======== INPUT ========

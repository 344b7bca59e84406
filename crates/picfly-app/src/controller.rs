use std::sync::Arc;

use kanal::{Receiver, Sender};
use picfly_input::KeyStateReset;
use picfly_types::Command;
use tokio::task::JoinSet;
use tokio_util::sync::CancellationToken;

use crate::events::event_loop;
use crate::state::AppState;

/// Centralized channel management
pub struct ChannelSet {
    /// Hook thread → dispatcher. Sync on the sending side so the hook never awaits.
    pub commands: (Sender<Command>, Receiver<Command>),
}

impl ChannelSet {
    pub fn new(capacity: usize) -> Self {
        Self {
            commands: kanal::bounded(capacity.max(1)),
        }
    }
}

/// Application controller for task spawning and lifecycle
pub struct AppController {
    channels: ChannelSet,
    state: Arc<AppState>,
    cancel_token: CancellationToken,
}

impl AppController {
    pub fn new(state: Arc<AppState>) -> Self {
        Self {
            channels: ChannelSet::new(state.config.command_queue_capacity),
            state,
            cancel_token: CancellationToken::new(),
        }
    }

    /// Sender handed to the hotkey listener
    pub fn command_sender(&self) -> Sender<Command> {
        self.channels.commands.0.clone()
    }

    pub fn spawn_tasks(&self, key_reset: Option<KeyStateReset>) -> JoinSet<anyhow::Result<()>> {
        let mut tasks = JoinSet::new();

        tasks.spawn(event_loop(
            self.state.clone(),
            self.channels.commands.1.clone().to_async(),
            self.cancel_token.child_token(),
            key_reset,
        ));

        tasks
    }

    pub fn shutdown(&self) {
        self.cancel_token.cancel();
    }
}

========

**ASSIGNMENT**
Print the data above again, with nothing altered and nothing left out.

**FINAL ANSWER**
repository 344b7bca59e84406
filename crates/picfly-app/src/controller.rs
use std::sync::Arc;

use kanal::{Receiver, Sender};
use picfly_input::KeyStateReset;
use picfly_types::Command;
use tokio::task::JoinSet;
use tokio_util::sync::CancellationToken;

use crate::events::event_loop;
use crate::state::AppState;

/// Centralized channel management
pub struct ChannelSet {
    /// Hook thread → dispatcher. Sync on the sending side so the hook never awaits.
    pub commands: (Sender<Command>, Receiver<Command>),
}

impl ChannelSet {
    pub fn new(capacity: usize) -> Self {
        Self {
            commands: kanal::bounded(capacity.max(1)),
        }
    }
}

/// Application controller for task spawning and lifecycle
pub struct AppController {
    channels: ChannelSet,
    state: Arc<AppState>,
    cancel_token: CancellationToken,
}

impl AppController {
    pub fn new(state: Arc<AppState>) -> Self {
        Self {
            channels: ChannelSet::new(state.config.command_queue_capacity),
            state,
            cancel_token: CancellationToken::new(),
        }
    }

    /// Sender handed to the hotkey listener
    pub fn command_sender(&self) -> Sender<Command> {
        self.channels.commands.0.clone()
    }

    pub fn spawn_tasks(&self, key_reset: Option<KeyStateReset>) -> JoinSet<anyhow::Result<()>> {
        let mut tasks = JoinSet::new();

        tasks.spawn(event_loop(
            self.state.clone(),
            self.channels.commands.1.clone().to_async(),
            self.cancel_token.child_token(),
            key_reset,
        ));

        tasks
    }

    pub fn shutdown(&self) {
        self.cancel_token.cancel();
    }
}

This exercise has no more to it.